People v. Pittman, 316 Ill. App. 3d 245 (2000)

Sept. 13, 2000 · Illinois Appellate Court · No. 5-98-0747
316 Ill. App. 3d 245

THE PEOPLE OF THE STATE OF ILLINOIS, Plaintiff-Appellee, v. SHELDON PITTMAN, Defendant-Appellant.

Fifth District

No. 5-98-0747

Opinion filed September 13, 2000.

*246Daniel M. Kirwan and Dan W Evers, both of State Appellate Defender’s Office, of Mt. Vernon, for appellant.

D. Brian Trambley, State’s Attorney, of Vienna (Norbert J. Goetten, Stephen E. Norris, and Patrick D. Daly, all of State’s Attorneys Appellate Prosecutor’s Office, of counsel), for the People.

JUSTICE HOPKINS

delivered the opinion of the court:

Sheldon Pittman (defendant) appeals his sentence following the entry of his guilty plea for two counts of unlawful possession of contraband in a penal institution. Defendant contends that his sentence on his conviction for the offense of unlawful possession of cocaine violates section 5 — 5—4 of the Unified Code of Corrections (the Code) (730 ILCS 5/5 — 5—4 (West 1996)) and that his sentence on his conviction for the offense of unlawful possession of cannabis is improper under the supreme court’s ruling in People v. Jordan, 103 111. 2d 192 (1984).

*247Initially, this court dismissed the appeal for a lack of jurisdiction because we determined that defendant’s notice of appeal was filed prematurely, i.e., the notice of appeal was filed after the court’s oral pronouncement of the sentence but before the entry of the written order. Our determination was based upon the following. Defendant originally pleaded guilty to two counts of unlawful possession of contraband in a penal institution (crack cocaine and cannabis) on September 22, 1997. On November 12, 1997, the court sentenced defendant to 12 years’ incarceration for unlawful possession of cocaine and to 8 years’ incarceration for unlawful possession of cannabis. Defendant filed a motion to withdraw his guilty plea, and on March 17, 1998, the court granted defendant’s motion. The court also vacated defendant’s sentences, and Judge James Williamson recused himself from the case.

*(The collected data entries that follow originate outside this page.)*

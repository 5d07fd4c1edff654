//! Tracking Sessions
//!
//! A [`Tracker`] runs a function, records every atom read while it ran, and
//! invokes a single invalidation callback whenever one of those atoms changes
//! afterwards.
//!
//! # How Trackers Work
//!
//! 1. `track(f)` runs `f` inside a fresh reactive context.
//!
//! 2. When `f` returns, the atoms it read replace the tracker's previous
//!    dependency set in the runtime.
//!
//! 3. A change to any of those atoms calls `on_invalidate` synchronously.
//!    The tracker does not re-run anything on its own; the owner decides.
//!
//! # Disposal
//!
//! `dispose()` is idempotent and terminal: edges are dropped, the runtime
//! forgets the tracker, and a notification already in flight finds the
//! disposed flag set and does nothing. Dropping the tracker disposes it.

use std::cell::Cell;
use std::fmt;
use std::rc::Rc;

use super::context::ReactiveContext;
use super::runtime::{Reactive, ReactiveHandle, Runtime};
use super::subscriber::SubscriberId;

/// One dependency-tracked computation with a single invalidation callback.
pub struct Tracker {
    inner: Rc<TrackerInner>,
    handle: Option<ReactiveHandle>,
}

struct TrackerInner {
    id: SubscriberId,
    name: String,
    on_invalidate: Box<dyn Fn()>,
    disposed: Cell<bool>,
    runs: Cell<usize>,
}

impl Reactive for TrackerInner {
    fn subscriber_id(&self) -> SubscriberId {
        self.id
    }

    fn on_stale(&self) {
        if self.disposed.get() {
            tracing::trace!(tracker = %self.name, "ignoring notification for disposed tracker");
            return;
        }
        (self.on_invalidate)();
    }
}

impl Tracker {
    /// Create a tracker. Nothing is tracked until [`Tracker::track`] runs.
    pub fn new<F>(name: impl Into<String>, on_invalidate: F) -> Self
    where
        F: Fn() + 'static,
    {
        let inner = Rc::new(TrackerInner {
            id: SubscriberId::new(),
            name: name.into(),
            on_invalidate: Box::new(on_invalidate),
            disposed: Cell::new(false),
            runs: Cell::new(0),
        });
        let reactive: Rc<dyn Reactive> = inner.clone();
        let handle = Runtime::register(&reactive);

        Self {
            inner,
            handle: Some(handle),
        }
    }

    /// Get the subscriber ID for this tracker.
    pub fn subscriber_id(&self) -> SubscriberId {
        self.inner.id
    }

    pub fn name(&self) -> &str {
        &self.inner.name
    }

    /// Run `f`, replacing the dependency set with the atoms it reads.
    ///
    /// A disposed tracker still runs `f`, untracked, so the caller gets its
    /// result without re-establishing any subscription.
    pub fn track<R>(&self, f: impl FnOnce() -> R) -> R {
        if self.is_disposed() {
            return ReactiveContext::untracked(f);
        }

        let ctx = ReactiveContext::enter(self.inner.id);
        let result = f();
        let dependencies = ctx.take_dependencies();
        drop(ctx);

        self.inner.runs.set(self.inner.runs.get() + 1);
        if !self.is_disposed() {
            Runtime::set_dependencies(self.inner.id, dependencies);
        }
        result
    }

    /// Dispose the tracker. Safe to call any number of times.
    pub fn dispose(&self) {
        if self.inner.disposed.replace(true) {
            return;
        }
        tracing::trace!(tracker = %self.inner.name, "tracker disposed");
        Runtime::clear_dependencies(self.inner.id);
    }

    /// Check if the tracker has been disposed.
    pub fn is_disposed(&self) -> bool {
        self.inner.disposed.get()
    }

    /// Number of atoms read during the last tracked run.
    pub fn dependency_count(&self) -> usize {
        Runtime::dependency_count(self.inner.id)
    }

    /// Number of completed tracked runs.
    pub fn run_count(&self) -> usize {
        self.inner.runs.get()
    }
}

impl Drop for Tracker {
    fn drop(&mut self) {
        self.dispose();
        // Unregisters from the runtime.
        self.handle.take();
    }
}

impl fmt::Debug for Tracker {
    fn fmt(&self, f: &mut fmt::Formatter<'_>) -> fmt::Result {
        f.debug_struct("Tracker")
            .field("name", &self.inner.name)
            .field("run_count", &self.run_count())
            .field("dependency_count", &self.dependency_count())
            .field("disposed", &self.is_disposed())
            .finish()
    }
}

// ----------------------------------------------------------------------------
// Tests
// ----------------------------------------------------------------------------

#[cfg(test)]
mod tests {
    use super::*;
    use crate::reactive::Signal;

    fn counting_tracker(name: &str) -> (Tracker, Rc<Cell<u32>>) {
        let calls = Rc::new(Cell::new(0));
        let tracker = Tracker::new(name, {
            let calls = calls.clone();
            move || calls.set(calls.get() + 1)
        });
        (tracker, calls)
    }

    #[test]
    fn track_returns_result_and_records_reads() {
        let a = Signal::new(1);
        let b = Signal::new(2);
        let (tracker, _) = counting_tracker("sum");

        let sum = tracker.track(|| a.get() + b.get() + a.get());
        assert_eq!(sum, 4);
        assert_eq!(tracker.dependency_count(), 2);
        assert_eq!(tracker.run_count(), 1);
    }

    #[test]
    fn only_read_atoms_invalidate() {
        let read = Signal::new(0);
        let ignored = Signal::new(0);
        let (tracker, calls) = counting_tracker("reader");

        tracker.track(|| read.get());
        ignored.set(1);
        assert_eq!(calls.get(), 0);

        read.set(1);
        assert_eq!(calls.get(), 1);
    }

    #[test]
    fn retracking_refreshes_dependencies() {
        let first = Signal::new(0);
        let second = Signal::new(0);
        let (tracker, calls) = counting_tracker("switching");

        tracker.track(|| first.get());
        tracker.track(|| second.get());

        first.set(1);
        assert_eq!(calls.get(), 0);
        second.set(1);
        assert_eq!(calls.get(), 1);
    }

    #[test]
    fn disposed_tracker_never_fires() {
        let signal = Signal::new(0);
        let (tracker, calls) = counting_tracker("done");

        tracker.track(|| signal.get());
        tracker.dispose();
        tracker.dispose();
        assert!(tracker.is_disposed());

        signal.set(1);
        signal.set(2);
        assert_eq!(calls.get(), 0);
        assert_eq!(signal.subscriber_count(), 0);
    }

    #[test]
    fn disposed_tracker_runs_untracked() {
        let signal = Signal::new(5);
        let (tracker, calls) = counting_tracker("done");
        tracker.dispose();

        assert_eq!(tracker.track(|| signal.get()), 5);
        signal.set(6);
        assert_eq!(calls.get(), 0);
        assert_eq!(tracker.dependency_count(), 0);
    }

    #[test]
    fn dispose_during_notification_stops_later_callbacks() {
        let signal = Signal::new(0);
        let slot: Rc<std::cell::RefCell<Option<Tracker>>> = Rc::default();
        let calls = Rc::new(Cell::new(0));

        let tracker = Tracker::new("self-disposing", {
            let slot = slot.clone();
            let calls = calls.clone();
            move || {
                calls.set(calls.get() + 1);
                if let Some(tracker) = slot.borrow().as_ref() {
                    tracker.dispose();
                }
            }
        });
        tracker.track(|| signal.get());
        *slot.borrow_mut() = Some(tracker);

        signal.set(1);
        signal.set(2);
        assert_eq!(calls.get(), 1);
    }

    #[test]
    fn dropping_tracker_disposes() {
        let signal = Signal::new(0);
        let (tracker, calls) = counting_tracker("dropped");
        tracker.track(|| signal.get());

        drop(tracker);
        signal.set(1);
        assert_eq!(calls.get(), 0);
        assert_eq!(signal.subscriber_count(), 0);
    }
}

Defendant again pleaded guilty to the same offenses before Judge Terry Foster on May 15, 1998. On July 22, 1998, Judge Foster sentenced defendant to 14 years’ incarceration for the offense of unlawful possession of cocaine and 8 years’ incarceration for the offense of unlawful possession of cannabis. Defendant filed a motion to reconsider his sentence. A hearing was held on November 13, 1998, on defendant’s motion, and Judge Foster made the following docket entry that day:

“ASA [assistant State’s Attorney] & Attorney Herbert [defense counsel] are present. Attorney Herbert is given leave to amend the Motion to Reconsider Sentence with additional argument. The Court considers the Supplement filed yesterday to be an amendment to the Motion to Reconsider. The Attorneys argue and the matter is under advisement. The Court finds that [section] 5 — 8— 1(c) does not apply as defendant did not move for reconsideration of his original sentence but withdrew his plea of guilty and the original judgment and sentence was vacated. Also, the Court finds ' section 5 — 5—4 does not apply for the reasons set forth in Miller, 676 N.E.2d 309. The other arguments raised by Defendant are not well taken[,] and the Motion to Reconsider and the Supplement are denied. [The assistant State’s Attorney] will prepare an Order. The Clerk will mail a copy of this docket sheet to counsel.”

On November 17, 1998, defendant’s counsel filed a notice of appeal. Subsequently, a written order, essentially stating the court’s ruling as entered on the docket sheet above, was entered on November 20, 1998. An amended notice of appeal was never filed after November 20, 1998.

Based upon the foregoing facts, this court determined that defendant’s notice of appeal was premature under Supreme Court Rule 271 (134 111. 2d R. 271). Rule 271 provides:

*248“When the court rules upon a motion other than in the course of trial, the attorney for the prevailing party shall prepare and present to the court the order or judgment to be entered, unless the court directs otherwise.” 134 111. 2d R. 271.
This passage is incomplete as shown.